Thursday, August 23, 2018

In recognition of South America’s key role in the battle for the world’s clean air and water, clergy and ethnic leaders at Universal Peace Federation’s 2018 Brazil Summit signed on to a new association dedicated to prudent development: the Interreligious Association for Peace and Development (IAPD). The global effort to coalesce religious leaders of major faith groups was launched in Seoul, Korea November 2017.

Qarash Flix Daz, president of the Consultative and Participative Council of Indigenous Peoples of the Argentine Republic, spoke of the worldview of the indigenous peoples he represents in his country, specifically the Qom community of South America’s Chaco region.

“Our parents bequeathed us their love,” he said. “That is why our existence is closely linked to our ancestral territories. These physical spaces are those that make their own balance in each living being. That is why you have peace with nature itself. There is life and hope for a better and more encouraging future for our future generations,” he said.

He described his gods and the close relationship of his community with Mother Earth. “It is not good to leave a contaminated environment, because there will be no future,” he said. For this purpose, he advocated a dialogue between peoples of different cultures.

Words of congratulations also were offered by Dr. Ki Hoon Kim, the international vice president and the regional chair for the United States and Canada, of Family Federation for World Peace and Unification (FFWPU), an organization that is affiliated with UPF. Also commending the start of the IAPD in Latin America were Cardinal Kelvin Felix, the Roman Catholic archbishop emeritus of Castries, Saint Lucia, and Rev. Hyun Young Lee, president of the Korea Religions Association.

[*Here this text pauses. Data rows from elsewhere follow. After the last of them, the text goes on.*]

//! # webfs-server
//!
//! Host side of WebFS: accepts peer connections over WebSocket and presents
//! every trusted peer as one top-level directory of a single drive.
//!
//! - [`listener`]: the WebSocket accept loop with the `Origin` check.
//! - [`router`]: [`Router`], the [`AsyncFsOps`](webfs_kernel::AsyncFsOps)
//!   the driver adapter calls, which synthesises the drive root and forwards
//!   everything else to the right peer.
//! - [`registry`]: the live connection set.
//! - [`db`]: SQLite settings and peer trust.
//! - [`config`]: [`ServerConfig`].

pub mod config;
pub mod constants;
pub mod db;
pub mod listener;
pub mod registry;
pub mod router;

pub use config::ServerConfig;
pub use db::{AppDb, DbError, DbResult, SettingsStore, TrustStore};
pub use listener::{PeerOrigin, WebFsServer, parse_origin};
pub use registry::ConnectionRegistry;
pub use router::{Router, RouterEvent, ServerStatus};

Rev. Dr. Guillermo Osorno, minister of the Assembly of God and former president of the National Council of Pastors of Nicaragua, gave a presentation on the theme of being united in our desire for peace and development. “Our differences do not divide us, they enrich us,” he said. Reverend Osorno said we should transcend our differences and find ways to work together for the common good of society. To achieve this goal, he emphasized the importance of “fluid communication,” the ability to listen and the interaction of different creeds.

Imam Muhammed Shafiqul Islam, imam of the Masjid-As-Salaam Mosque of Jamaica, said that the Prophet Muhammad (Peace Be Upon Him) traveled a lot and quickly because there were no immigration laws or other requirements to deal with. The world was not segregated or divided into migrants or refugees as it is today; we were all part of the human race, he said. The imam spoke of the plight of refugees, of those who drown in the Mediterranean Sea, and urged leaders to work on prevention, not on symptoms. He regretted that “today there is no peace,” but stated that “everyone wants to live in peace” and that “peace is our birthright.”

The session concluded with the reading, by UPF Chair Dr. Thomas Walsh, of the inaugural declaration of the Interreligious Association for Peace and Development of Latin America and the Caribbean. Dr. Walsh was accompanied by Rev. Dong Mo Shin and Dr. Charles Yang, the UPF regional directors of South America, and Central America and the Caribbean, respectively, and the speakers of the interreligious panel, who signed the declaration. All the summit participants were also invited to do the same.

The declaration begins with the statement: “We, participants of the Inaugural Assembly of the Interreligious Association for Peace and Development (IAPD), affirm the unique and essential role that religions are called to play in the realization of a world of lasting peace, a world in which people can live together in peace, mutual prosperity, interdependence, harmony and cooperation, as a family under God, in accordance with universal values.”